_Exercise aim_.
Repeat the material below exactly, line for line.

_Data records_.
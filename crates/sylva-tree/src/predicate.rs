use std::cmp::Ordering;
use std::fmt;
use std::str::FromStr;

use crate::error::TreeError;
use crate::item::Value;

/// A named binary comparison between an item's value and a split pivot.
#[derive(Debug, Clone, Copy, PartialEq, Eq, Hash, serde::Serialize, serde::Deserialize)]
pub enum Predicate {
    /// `value == pivot` (typed: numbers never equal text).
    Equals,
    /// `value >= pivot` for two numbers or two texts.
    GreaterOrEqual,
    /// `value <= pivot` for two numbers or two texts.
    LessOrEqual,
}

impl Predicate {
    /// Evaluate `predicate(value, pivot)`.
    #[must_use]
    pub fn apply(self, value: &Value, pivot: &Value) -> bool {
        match self {
            Predicate::Equals => value == pivot,
            Predicate::GreaterOrEqual => matches!(
                value.partial_order(pivot),
                Some(Ordering::Greater | Ordering::Equal)
            ),
            Predicate::LessOrEqual => matches!(
                value.partial_order(pivot),
                Some(Ordering::Less | Ordering::Equal)
            ),
        }
    }

    /// Return the canonical name, e.g. `greater-or-equal`.
    #[must_use]
    pub fn name(self) -> &'static str {
        match self {
            Predicate::Equals => "equals",
            Predicate::GreaterOrEqual => "greater-or-equal",
            Predicate::LessOrEqual => "less-or-equal",
        }
    }

    /// Return the operator symbol, e.g. `>=`.
    #[must_use]
    pub fn symbol(self) -> &'static str {
        match self {
            Predicate::Equals => "==",
            Predicate::GreaterOrEqual => ">=",
            Predicate::LessOrEqual => "<=",
        }
    }

    /// Whether this predicate is worth trying against `pivot` during split search.
    ///
    /// Ordering predicates are only tried against numeric pivots.
    pub(crate) fn accepts_pivot(self, pivot: &Value) -> bool {
        self == Predicate::Equals || pivot.is_number()
    }
}

impl fmt::Display for Predicate {
    fn fmt(&self, f: &mut fmt::Formatter<'_>) -> fmt::Result {
        f.write_str(self.symbol())
    }
}

impl FromStr for Predicate {
    type Err = TreeError;

    fn from_str(s: &str) -> Result<Self, Self::Err> {
        match s {
            "equals" | "==" => Ok(Predicate::Equals),
            "greater-or-equal" | ">=" => Ok(Predicate::GreaterOrEqual),
            "less-or-equal" | "<=" => Ok(Predicate::LessOrEqual),
            other => Err(TreeError::UnknownPredicate {
                name: other.to_string(),
            }),
        }
    }
}

/// An ordered, duplicate-free set of predicates.
#[derive(Debug, Clone, PartialEq, Eq, serde::Serialize, serde::Deserialize)]
pub struct PredicateSet(Vec<Predicate>);

impl PredicateSet {
    /// `[==, >=, <=]`.
    #[must_use]
    pub fn all() -> Self {
        Self(vec![
            Predicate::Equals,
            Predicate::GreaterOrEqual,
            Predicate::LessOrEqual,
        ])
    }

    /// Build a set from the given predicates, dropping repeats.
    #[must_use]
    pub fn from_predicates(predicates: impl IntoIterator<Item = Predicate>) -> Self {
        let mut set = Vec::new();
        for p in predicates {
            if !set.contains(&p) {
                set.push(p);
            }
        }
        Self(set)
    }

    /// Return the set without `predicate`.
    #[must_use]
    pub fn without(mut self, predicate: Predicate) -> Self {
        self.0.retain(|&p| p != predicate);
        self
    }

    /// Return the predicates in search order.
    #[must_use]
    pub fn as_slice(&self) -> &[Predicate] {
        &self.0
    }

    /// Return `true` if the set has no predicates.
    #[must_use]
    pub fn is_empty(&self) -> bool {
        self.0.is_empty()
    }
}

/// Which predicates the tree builder tries for each candidate pivot.
#[derive(Debug, Clone, Default, PartialEq, Eq, serde::Serialize, serde::Deserialize)]
pub enum PredicateSelection {
    /// One predicate per pivot: `>=` for numbers, `==` for text.
    #[default]
    ByValueType,
    /// Every predicate of the set, in order. Ordering predicates skip text pivots.
    Fixed(PredicateSet),
}

impl PredicateSelection {
    /// Predicates to evaluate for `pivot`, in search order.
    pub(crate) fn candidates_for(&self, pivot: &Value) -> Vec<Predicate> {
        match self {
            PredicateSelection::ByValueType => {
                if pivot.is_number() {
                    vec![Predicate::GreaterOrEqual]
                } else {
                    vec![Predicate::Equals]
                }
            }
            PredicateSelection::Fixed(set) => set
                .as_slice()
                .iter()
                .copied()
                .filter(|p| p.accepts_pivot(pivot))
                .collect(),
        }
    }
}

_Final answer_.
filename crates/sylva-tree/src/predicate.rs
use std::cmp::Ordering;
use std::fmt;
use std::str::FromStr;

use crate::error::TreeError;
use crate::item::Value;

/// A named binary comparison between an item's value and a split pivot.
#[derive(Debug, Clone, Copy, PartialEq, Eq, Hash, serde::Serialize, serde::Deserialize)]
pub enum Predicate {
    /// `value == pivot` (typed: numbers never equal text).
    Equals,
    /// `value >= pivot` for two numbers or two texts.
    GreaterOrEqual,
    /// `value <= pivot` for two numbers or two texts.
    LessOrEqual,
}

impl Predicate {
    /// Evaluate `predicate(value, pivot)`.
    #[must_use]
    pub fn apply(self, value: &Value, pivot: &Value) -> bool {
        match self {
            Predicate::Equals => value == pivot,
            Predicate::GreaterOrEqual => matches!(
                value.partial_order(pivot),
                Some(Ordering::Greater | Ordering::Equal)
            ),
            Predicate::LessOrEqual => matches!(
                value.partial_order(pivot),
                Some(Ordering::Less | Ordering::Equal)
            ),
        }
    }

    /// Return the canonical name, e.g. `greater-or-equal`.
    #[must_use]
    pub fn name(self) -> &'static str {
        match self {
            Predicate::Equals => "equals",
            Predicate::GreaterOrEqual => "greater-or-equal",
            Predicate::LessOrEqual => "less-or-equal",
        }
    }

    /// Return the operator symbol, e.g. `>=`.
    #[must_use]
    pub fn symbol(self) -> &'static str {
        match self {
            Predicate::Equals => "==",
            Predicate::GreaterOrEqual => ">=",
            Predicate::LessOrEqual => "<=",
        }
    }

    /// Whether this predicate is worth trying against `pivot` during split search.
    ///
    /// Ordering predicates are only tried against numeric pivots.
    pub(crate) fn accepts_pivot(self, pivot: &Value) -> bool {
        self == Predicate::Equals || pivot.is_number()
    }
}

impl fmt::Display for Predicate {
    fn fmt(&self, f: &mut fmt::Formatter<'_>) -> fmt::Result {
        f.write_str(self.symbol())
    }
}

impl FromStr for Predicate {
    type Err = TreeError;

    fn from_str(s: &str) -> Result<Self, Self::Err> {
        match s {
            "equals" | "==" => Ok(Predicate::Equals),
            "greater-or-equal" | ">=" => Ok(Predicate::GreaterOrEqual),
            "less-or-equal" | "<=" => Ok(Predicate::LessOrEqual),
            other => Err(TreeError::UnknownPredicate {
                name: other.to_string(),
            }),
        }
    }
}

/// An ordered, duplicate-free set of predicates.
#[derive(Debug, Clone, PartialEq, Eq, serde::Serialize, serde::Deserialize)]
pub struct PredicateSet(Vec<Predicate>);

impl PredicateSet {
    /// `[==, >=, <=]`.
    #[must_use]
    pub fn all() -> Self {
        Self(vec![
            Predicate::Equals,
            Predicate::GreaterOrEqual,
            Predicate::LessOrEqual,
        ])
    }

    /// Build a set from the given predicates, dropping repeats.
    #[must_use]
    pub fn from_predicates(predicates: impl IntoIterator<Item = Predicate>) -> Self {
        let mut set = Vec::new();
        for p in predicates {
            if !set.contains(&p) {
                set.push(p);
            }
        }
        Self(set)
    }

    /// Return the set without `predicate`.
    #[must_use]
    pub fn without(mut self, predicate: Predicate) -> Self {
        self.0.retain(|&p| p != predicate);
        self
    }

    /// Return the predicates in search order.
    #[must_use]
    pub fn as_slice(&self) -> &[Predicate] {
        &self.0
    }

    /// Return `true` if the set has no predicates.
    #[must_use]
    pub fn is_empty(&self) -> bool {
        self.0.is_empty()
    }
}

/// Which predicates the tree builder tries for each candidate pivot.
#[derive(Debug, Clone, Default, PartialEq, Eq, serde::Serialize, serde::Deserialize)]
pub enum PredicateSelection {
    /// One predicate per pivot: `>=` for numbers, `==` for text.
    #[default]
    ByValueType,
    /// Every predicate of the set, in order. Ordering predicates skip text pivots.
    Fixed(PredicateSet),
}

impl PredicateSelection {
    /// Predicates to evaluate for `pivot`, in search order.
    pub(crate) fn candidates_for(&self, pivot: &Value) -> Vec<Predicate> {
        match self {
            PredicateSelection::ByValueType => {
                if pivot.is_number() {
                    vec![Predicate::GreaterOrEqual]
                } else {
                    vec![Predicate::Equals]
                }
            }
            PredicateSelection::Fixed(set) => set
                .as_slice()
                .iter()
                .copied()
                .filter(|p| p.accepts_pivot(pivot))
                .collect(),
        }
    }
}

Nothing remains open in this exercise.